Passata la soglia dei quarant’anni, ogni uomo dovrebbe focalizzarsi di più sulla propria salute. In particolare, è l’apparato urogenitale ad aver bisogno di maggiori attenzioni ed eventualmente di cure tempestive per evitare conseguenze potenzialmente serie.

Purtroppo, come spiega la Società italiana di Urologia, meno del 20 per cento gli uomini si sottopone a visite di prevenzione. Anzi, secondo un’indagine presentata nel 2019 dalla Lilt, l’80 per cento dei maschi adulti non è mai stato dall’urologo. Troppo spesso invece, ci si rivolge allo specialista solo quando è già presente qualche problematica.
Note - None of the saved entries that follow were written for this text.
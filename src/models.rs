//! Data models for upstream API payloads and rendered digest output.
//!
//! This module defines the core data structures used throughout the application:
//! - [`Summary`] / [`SummaryListResponse`]: per-source raw summary text as
//!   served by the `/summaries` endpoint
//! - [`UnifiedTopic`] / [`SourceCoverage`] / [`CrossSourceAnalysisResponse`]:
//!   nested cross-source analysis records from `/cross-source-analysis`
//! - [`ParsedSection`]: one titled section extracted from raw summary text
//! - [`DigestPage`] / [`SourceDigest`]: the rendered product of one run,
//!   serialized to JSON and Markdown
//!
//! All of these are immutable value objects; nothing here carries identity
//! beyond structural equality, and nothing is mutated after construction.
//! Field names mirror the snake_case JSON keys the API serves, so no serde
//! renames are needed.

use serde::{Deserialize, Serialize};

use crate::analysis::DashboardMetrics;
use crate::locale::Language;

/// One pre-generated summary as served by the `/summaries` endpoint.
///
/// `content` is an opaque text blob produced by the upstream language
/// model. It is expected to contain `[START_KEY]...[END_KEY]` marker pairs
/// but must be treated as untrusted and possibly malformed; the parser in
/// [`crate::parser`] never fails on it.
#[derive(Debug, Clone, Deserialize, Serialize)]
pub struct Summary {
    /// Outlet domain the summary was generated for (e.g. `telex.hu`).
    pub domain: String,
    /// Language code of the summary text (`hu` or `en`).
    pub language: String,
    /// Date the summary covers, `YYYY-MM-DD`.
    pub date: String,
    /// Raw marker-delimited summary text.
    pub content: String,
}

/// Response envelope of the `/summaries` endpoint.
#[derive(Debug, Deserialize)]
pub struct SummaryListResponse {
    pub success: bool,
    #[serde(default)]
    pub summaries: Vec<Summary>,
}

/// One outlet's treatment of a unified topic.
///
/// `sentiment` and `political_leaning` are free-form strings from the
/// upstream model. The aggregator normalizes known literals and buckets
/// unrecognized values by a documented fallback rule instead of failing;
/// see [`crate::analysis`].
#[derive(Debug, Clone, Deserialize, Serialize)]
pub struct SourceCoverage {
    pub domain: String,
    #[serde(default)]
    pub original_topic_name: String,
    #[serde(default)]
    pub sentiment: String,
    #[serde(default)]
    pub political_leaning: String,
    #[serde(default)]
    pub key_phrases: Vec<String>,
    #[serde(default)]
    pub framing: String,
    /// Links to the articles behind this coverage; not always present.
    #[serde(default, skip_serializing_if = "Option::is_none")]
    pub article_urls: Option<Vec<String>>,
}

/// A single news topic merged across multiple outlets.
#[derive(Debug, Clone, Deserialize, Serialize)]
pub struct UnifiedTopic {
    pub name: String,
    #[serde(default)]
    pub comparative_analysis: String,
    #[serde(default)]
    pub source_coverage: Vec<SourceCoverage>,
}

/// The analysis document stored per date.
#[derive(Debug, Clone, Deserialize, Serialize)]
pub struct CrossSourceAnalysis {
    pub date: String,
    #[serde(default)]
    pub unified_topics: Vec<UnifiedTopic>,
}

/// Response envelope of the `/cross-source-analysis` endpoint.
///
/// `analysis` is `null` when no document exists for the requested date; in
/// that case `message` explains why. A `success: false` response is not a
/// transport error and must not abort the digest run.
#[derive(Debug, Deserialize)]
pub struct CrossSourceAnalysisResponse {
    pub success: bool,
    pub date: String,
    pub analysis: Option<CrossSourceAnalysis>,
    #[serde(default)]
    pub message: Option<String>,
    #[serde(default)]
    pub created_at: Option<String>,
    #[serde(default)]
    pub requested_date: Option<String>,
}

/// One titled section extracted from raw summary text.
///
/// Constructed fresh on every parse call, never mutated, never persisted.
#[derive(Debug, Clone, PartialEq, Eq, Serialize)]
pub struct ParsedSection {
    /// Localized display title.
    pub title: String,
    /// Trimmed section body.
    pub content: String,
}

/// Parsed digest of a single outlet's summary.
#[derive(Debug, Clone, Serialize)]
pub struct SourceDigest {
    /// Normalized outlet domain (see [`crate::utils::normalize_domain`]).
    pub domain: String,
    /// Short preview string, always display-ready.
    pub preview: String,
    /// Ordered sections of the full summary.
    pub sections: Vec<ParsedSection>,
}

/// The rendered product of one digest run.
///
/// Serialized as-is to `{json_output_dir}/{date}/{language}.json` and
/// rendered to Markdown by [`crate::outputs::markdown`].
#[derive(Debug, Serialize)]
pub struct DigestPage {
    /// Date of the digest in `YYYY-MM-DD` format.
    pub date: String,
    /// Language of the rendered text, serialized as its two-letter code.
    pub language: Language,
    /// Local timestamp of generation.
    pub generated_at: String,
    /// One digest per outlet, in upstream order.
    pub sources: Vec<SourceDigest>,
    /// Unified topics retained after source filtering; empty when the
    /// analysis endpoint had nothing for this date.
    pub topics: Vec<UnifiedTopic>,
    /// Dashboard metrics derived from the topics, absent without analysis.
    pub dashboard: Option<DashboardMetrics>,
    /// Upstream explanation when the analysis block is missing.
    #[serde(skip_serializing_if = "Option::is_none")]
    pub analysis_note: Option<String>,
}

#[cfg(test)]
mod tests {
    use super::*;

    #[test]
    fn test_summary_list_deserialization() {
        let json = r#"{
            "success": true,
            "summaries": [
                {"domain": "telex.hu", "language": "hu", "date": "2025-05-06",
                 "content": "[START_SHORT_SUMMARY]Rövid.[END_SHORT_SUMMARY]"}
            ]
        }"#;

        let parsed: SummaryListResponse = serde_json::from_str(json).unwrap();
        assert!(parsed.success);
        assert_eq!(parsed.summaries.len(), 1);
        assert_eq!(parsed.summaries[0].domain, "telex.hu");
    }

    #[test]
    fn test_summary_list_missing_summaries_defaults_empty() {
        let parsed: SummaryListResponse = serde_json::from_str(r#"{"success": false}"#).unwrap();
        assert!(!parsed.success);
        assert!(parsed.summaries.is_empty());
    }

    #[test]
    fn test_analysis_response_deserialization() {
        let json = r#"{
            "success": true,
            "date": "2025-05-06",
            "analysis": {
                "date": "2025-05-06",
                "unified_topics": [
                    {
                        "name": "Költségvetés",
                        "comparative_analysis": "Eltérő keretezés.",
                        "source_coverage": [
                            {
                                "domain": "telex",
                                "original_topic_name": "Új költségvetés",
                                "sentiment": "negatív",
                                "political_leaning": "közép-bal",
                                "key_phrases": ["megszorítás"],
                                "framing": "Kritikus"
                            }
                        ]
                    }
                ]
            },
            "created_at": "2025-05-06T08:00:00"
        }"#;

        let parsed: CrossSourceAnalysisResponse = serde_json::from_str(json).unwrap();
        assert!(parsed.success);
        let analysis = parsed.analysis.unwrap();
        assert_eq!(analysis.unified_topics.len(), 1);
        let coverage = &analysis.unified_topics[0].source_coverage[0];
        assert_eq!(coverage.sentiment, "negatív");
        assert!(coverage.article_urls.is_none());
    }

    #[test]
    fn test_analysis_response_null_analysis() {
        let json = r#"{
            "success": false,
            "date": "2025-05-06",
            "analysis": null,
            "message": "No cross-source analysis found in the database"
        }"#;

        let parsed: CrossSourceAnalysisResponse = serde_json::from_str(json).unwrap();
        assert!(!parsed.success);
        assert!(parsed.analysis.is_none());
        assert_eq!(
            parsed.message.as_deref(),
            Some("No cross-source analysis found in the database")
        );
    }

    #[test]
    fn test_parsed_section_equality_is_structural() {
        let a = ParsedSection {
            title: "Gazdaság".to_string(),
            content: "Szöveg".to_string(),
        };
        let b = ParsedSection {
            title: "Gazdaság".to_string(),
            content: "Szöveg".to_string(),
        };
        assert_eq!(a, b);
    }

    #[test]
    fn test_digest_page_serialization_skips_absent_note() {
        let page = DigestPage {
            date: "2025-05-06".to_string(),
            language: Language::Hu,
            generated_at: "2025-05-06T08:00:00".to_string(),
            sources: vec![],
            topics: vec![],
            dashboard: None,
            analysis_note: None,
        };

        let json = serde_json::to_string(&page).unwrap();
        assert!(json.contains("2025-05-06"));
        assert!(!json.contains("analysis_note"));
    }
}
Mai sottovalutare i sintomi urinari

Come prima cosa, gli uomini dovrebbero ascoltare i campanelli d’allarme che il corpo invia. Possono infatti essere la “spia” di problemi legati alla prostata che tendono a progredire con l’età, per cui vanno tenuti sotto controllo e subito riferiti:

  • aumento della frequenza urinaria diurna
  • necessità di alzarsi più volte di notte per urinare
  • urgenza minzionale per via di uno stimolo impellente
  • sforzo a urinare, flusso debole, sgocciolamento
  • senso di incompleto svuotamento

Si tratta di disturbi urinari estremamente fastidiosi che incidono negativamente sulla qualità della vita e sul benessere psicologico dell’individuo. Possono compromettere il sonno e le performance lavorative, creare difficoltà in varie situazioni sociali e imbarazzi con il partner, oltre a ripercuotersi sulla sfera sessuale.  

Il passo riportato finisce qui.